What you need to do: Since only part of the material below is wanted, output exactly the lines from the one with "use std::sync::Arc;" up to and including the one with "pub struct ListWeeklyPlansUseCaseImpl".

Listed records:
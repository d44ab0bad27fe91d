use std::sync::Arc;

use async_trait::async_trait;

use crate::domain::logger::Logger;
use crate::domain::plan::errors::PlanError;
use crate::domain::plan::model::PlanSummary;
use crate::domain::plan::repository::PlanRepository;
use crate::domain::plan::use_cases::list::{ListWeeklyPlansParams, ListWeeklyPlansUseCase};

pub struct ListWeeklyPlansUseCaseImpl {
    pub repository: Arc<dyn PlanRepository>,
    pub logger: Arc<dyn Logger>,
}

#[async_trait]
impl ListWeeklyPlansUseCase for ListWeeklyPlansUseCaseImpl {
    async fn execute(&self, params: ListWeeklyPlansParams) -> Result<Vec<PlanSummary>, PlanError> {
        self.logger
            .info(&format!("Listing weekly plans for user {}", params.user_id));

        let mut plans = self.repository.find_by_user(&params.user_id).await?;
        plans.sort_by(|a, b| {
            b.week_start
                .cmp(&a.week_start)
                .then_with(|| b.created_at.cmp(&a.created_at))
        });

        let summaries: Vec<PlanSummary> = plans.iter().map(|plan| plan.summary()).collect();
        self.logger
            .info(&format!("Found {} weekly plans", summaries.len()));
        Ok(summaries)
    }
}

Response below:
use std::sync::Arc;

use async_trait::async_trait;

use crate::domain::logger::Logger;
use crate::domain::plan::errors::PlanError;
use crate::domain::plan::model::PlanSummary;
use crate::domain::plan::repository::PlanRepository;
use crate::domain::plan::use_cases::list::{ListWeeklyPlansParams, ListWeeklyPlansUseCase};

pub struct ListWeeklyPlansUseCaseImpl {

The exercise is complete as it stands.